She can now look forward to the hectic joy of being a mother to two children under the age of one: her first child, Patrick, was born just last October.

There is a lot to be said for having two children close together. Yes, it can make life frantic for the parents for a while, but as time goes by an economy-of-scale takes over, and it is easier to manage two babies, then two toddlers and then two young children of a similar age.

They can wear – more or less – the same clothes, one quickly inheriting from the next. They can learn to play together, eat together and go to sleep at the same time.

My eldest grand-daughter is just 17 months older than her little sister. Their mother said, very sensibly, when she was expecting the second baby so soon after the first: "They will never remember a time when the other wasn't around".

Sibling jealousy – that bugbear of child psychologists – usually arises only when the second child appears as a conscious intruder upon the first-born's existence.

Say you're five years old and suddenly there's a new baby – a rival in the cosmos of which you are the epicentre.

But if you're barely one when the sibling arrives, you hardly register the fact, and you grow up taking it for granted that there has always been a little brother or sister around.

So I would say that having two babies close together is perfectly sensible family planning. When Margaret Thatcher gave birth to twins, it was remarked that this was another typical example of her competence: two for the price of one made for more efficient use of resources!

To be sure, working mothers have to struggle with issues around maternity leave and child care, and I don't honestly think this is ever going to be different. But so long as you are having to make all these arrangements for one child, you might as well make them for two.

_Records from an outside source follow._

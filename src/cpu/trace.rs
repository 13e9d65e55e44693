//! Execution trace and history.
//!
//! Every completed cycle is recorded twice: once in an unbounded full
//! history kept for export, and once in a bounded recent view kept
//! light for display. The two containers have distinct retention
//! policies and are never conflated.

use crate::cpu::decode::Opcode;
use serde::{Deserialize, Serialize};
use std::collections::VecDeque;
use std::fmt;

/// Entries retained by the bounded display view.
pub const RECENT_LIMIT: usize = 20;

/// The immutable record of one completed cycle.
#[derive(Debug, Clone, PartialEq, Eq, Serialize, Deserialize)]
pub struct TraceEntry {
    /// Tick index supplied by the external scheduler.
    pub tick: u64,
    /// Bank the instruction was fetched from (pre-execution).
    pub bank: u8,
    /// Line the instruction was fetched from (pre-execution).
    pub line: u8,
    /// Decoded opcode.
    pub opcode: Opcode,
    /// Decoded operand field.
    pub operand: u8,
    /// Human-readable effect description.
    pub effect: String,
}

impl fmt::Display for TraceEntry {
    fn fmt(&self, f: &mut fmt::Formatter<'_>) -> fmt::Result {
        write!(
            f,
            "[Tick {:05}] B{} L{}: {}",
            self.tick, self.bank, self.line, self.effect
        )
    }
}

/// One line of the trace: either the system-ready sentinel or a cycle.
#[derive(Debug, Clone, PartialEq, Eq, Serialize, Deserialize)]
pub enum TraceRecord {
    /// Sentinel seeded by reset, before any cycle has run.
    Ready,
    /// A completed cycle.
    Cycle(TraceEntry),
}

impl fmt::Display for TraceRecord {
    fn fmt(&self, f: &mut fmt::Formatter<'_>) -> fmt::Result {
        match self {
            TraceRecord::Ready => write!(f, "--- SYSTEM READY (POWER OFF) ---"),
            TraceRecord::Cycle(entry) => entry.fmt(f),
        }
    }
}

/// Append-only execution log with a bounded recent-view projection.
#[derive(Debug, Clone, PartialEq, Eq, Serialize, Deserialize)]
pub struct Trace {
    /// Full history, unbounded, oldest first.
    full: Vec<TraceRecord>,
    /// Recent view, newest first, at most [`RECENT_LIMIT`] records.
    recent: VecDeque<TraceRecord>,
}

impl Trace {
    /// Create a trace holding only the system-ready sentinel.
    pub fn new() -> Self {
        Self {
            full: vec![TraceRecord::Ready],
            recent: VecDeque::from([TraceRecord::Ready]),
        }
    }

    /// Drop all records and reseed the sentinel.
    pub fn reset(&mut self) {
        self.full.clear();
        self.full.push(TraceRecord::Ready);
        self.recent.clear();
        self.recent.push_front(TraceRecord::Ready);
    }

    /// Record a completed cycle in both containers.
    pub fn append(&mut self, entry: TraceEntry) {
        let record = TraceRecord::Cycle(entry);
        self.full.push(record.clone());

        self.recent.push_front(record);
        if self.recent.len() > RECENT_LIMIT {
            let _ = self.recent.pop_back();
        }
    }

    /// The full history, oldest first.
    pub fn full(&self) -> &[TraceRecord] {
        &self.full
    }

    /// The bounded recent view, newest first.
    pub fn recent(&self) -> impl Iterator<Item = &TraceRecord> {
        self.recent.iter()
    }

    /// Render the full history, one record per line, with a trailing
    /// newline.
    pub fn export(&self) -> String {
        let mut out = String::new();
        for record in &self.full {
            out.push_str(&record.to_string());
            out.push('\n');
        }
        out
    }
}

impl Default for Trace {
    fn default() -> Self {
        Self::new()
    }
}

#[cfg(test)]
mod tests {
    use super::*;

    fn entry(tick: u64) -> TraceEntry {
        TraceEntry {
            tick,
            bank: 0,
            line: (tick % 8) as u8,
            opcode: Opcode::Nor,
            operand: 0,
            effect: "NOR  (NOT 0) -> ACC:1".to_string(),
        }
    }

    #[test]
    fn test_starts_with_sentinel() {
        let trace = Trace::new();
        assert_eq!(trace.full(), &[TraceRecord::Ready]);
        assert_eq!(trace.recent().count(), 1);
    }

    #[test]
    fn test_append_grows_full_history() {
        let mut trace = Trace::new();
        for t in 0..100 {
            trace.append(entry(t));
        }
        // Sentinel plus every cycle
        assert_eq!(trace.full().len(), 101);
    }

    #[test]
    fn test_recent_view_bounded_newest_first() {
        let mut trace = Trace::new();
        for t in 0..30 {
            trace.append(entry(t));
        }

        let recent: Vec<_> = trace.recent().collect();
        assert_eq!(recent.len(), RECENT_LIMIT);
        match recent[0] {
            TraceRecord::Cycle(e) => assert_eq!(e.tick, 29),
            other => panic!("expected newest cycle first, got {:?}", other),
        }
        match recent[RECENT_LIMIT - 1] {
            TraceRecord::Cycle(e) => assert_eq!(e.tick, 10),
            other => panic!("expected oldest retained cycle last, got {:?}", other),
        }
    }

    #[test]
    fn test_export_format() {
        let mut trace = Trace::new();
        trace.append(entry(0));

        let text = trace.export();
        assert!(text.starts_with("--- SYSTEM READY (POWER OFF) ---\n"));
        assert!(text.contains("[Tick 00000] B0 L0: "));
        assert!(text.ends_with('\n'));
        assert_eq!(text.lines().count(), 2);
    }

    #[test]
    fn test_reset_reseeds_sentinel() {
        let mut trace = Trace::new();
        for t in 0..5 {
            trace.append(entry(t));
        }

        trace.reset();
        assert_eq!(trace.full(), &[TraceRecord::Ready]);
        assert_eq!(trace.recent().count(), 1);
    }

    #[test]
    fn test_entry_display_padding() {
        let e = TraceEntry {
            tick: 7,
            bank: 2,
            line: 5,
            opcode: Opcode::Load,
            operand: 0,
            effect: "LOAD IN_0 -> ACC:1".into(),
        };
        assert_eq!(e.to_string(), "[Tick 00007] B2 L5: LOAD IN_0 -> ACC:1");
    }
}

Families and individuals are in different circumstances, and plenty of women either only want one child, or only want one at a time, with several years' space in between.

I know a clutch of grandmothers whose own offspring have just one child and cannot see an opportunity to have another. What with budgets and shift work and the cost of nursery fees, frankly, they can't really afford a second.

Some women also feel that one child is as much as they can cope with, in terms of commitment and energy, and that's their decision. Many societies are now based on the one-child family model – in Italy, Spain and Greece, you will commonly see that: the family out walking on a Sunday, all focused on the adored only child.

And some couples can only have one child. Hillary Clinton has written in her autobiography how disappointed she was not to conceive a second baby – which illuminates her special joy that Chelsea, her one and only, is now expecting a baby herself.

Obviously, there are real benefits to having a sibling or siblings. I was very moved when my daughter-in- law said: "The best thing that my parents did for me was to give me siblings."

Growing up with a sibling, or siblings, is such a treasured experience, and I believe it greatly helps to form character, and even to develop negotiating skills.

When you share toys, and then swap them, you imbibe one of life's most necessary practical lessons – in the interchange of human relations, there has to be give and take.

This is not to diss only children who, anyway, have other advantages: they tend to be higher achievers and benefit from the full focus of parental attention.

And it would be wrong to characterise only children as likely to be selfish: I can think of many singletons who have plenty of innate generosity, flexibility, and understanding of the social skills which are often part of a sibling family.

But the sweetest thing about having siblings is that, usually (though not always: Joan Fontaine and Olivia de Havilland never mended their sibling quarrels), you grow ever closer to them as you journey through life.

Little brothers do fight, and teenage sisters do quarrel over who has stolen whose clothes or make-up, but later on, it's so rewarding to have a sibling or two. And it's the saddest thing in the world to lose them if they die before their time.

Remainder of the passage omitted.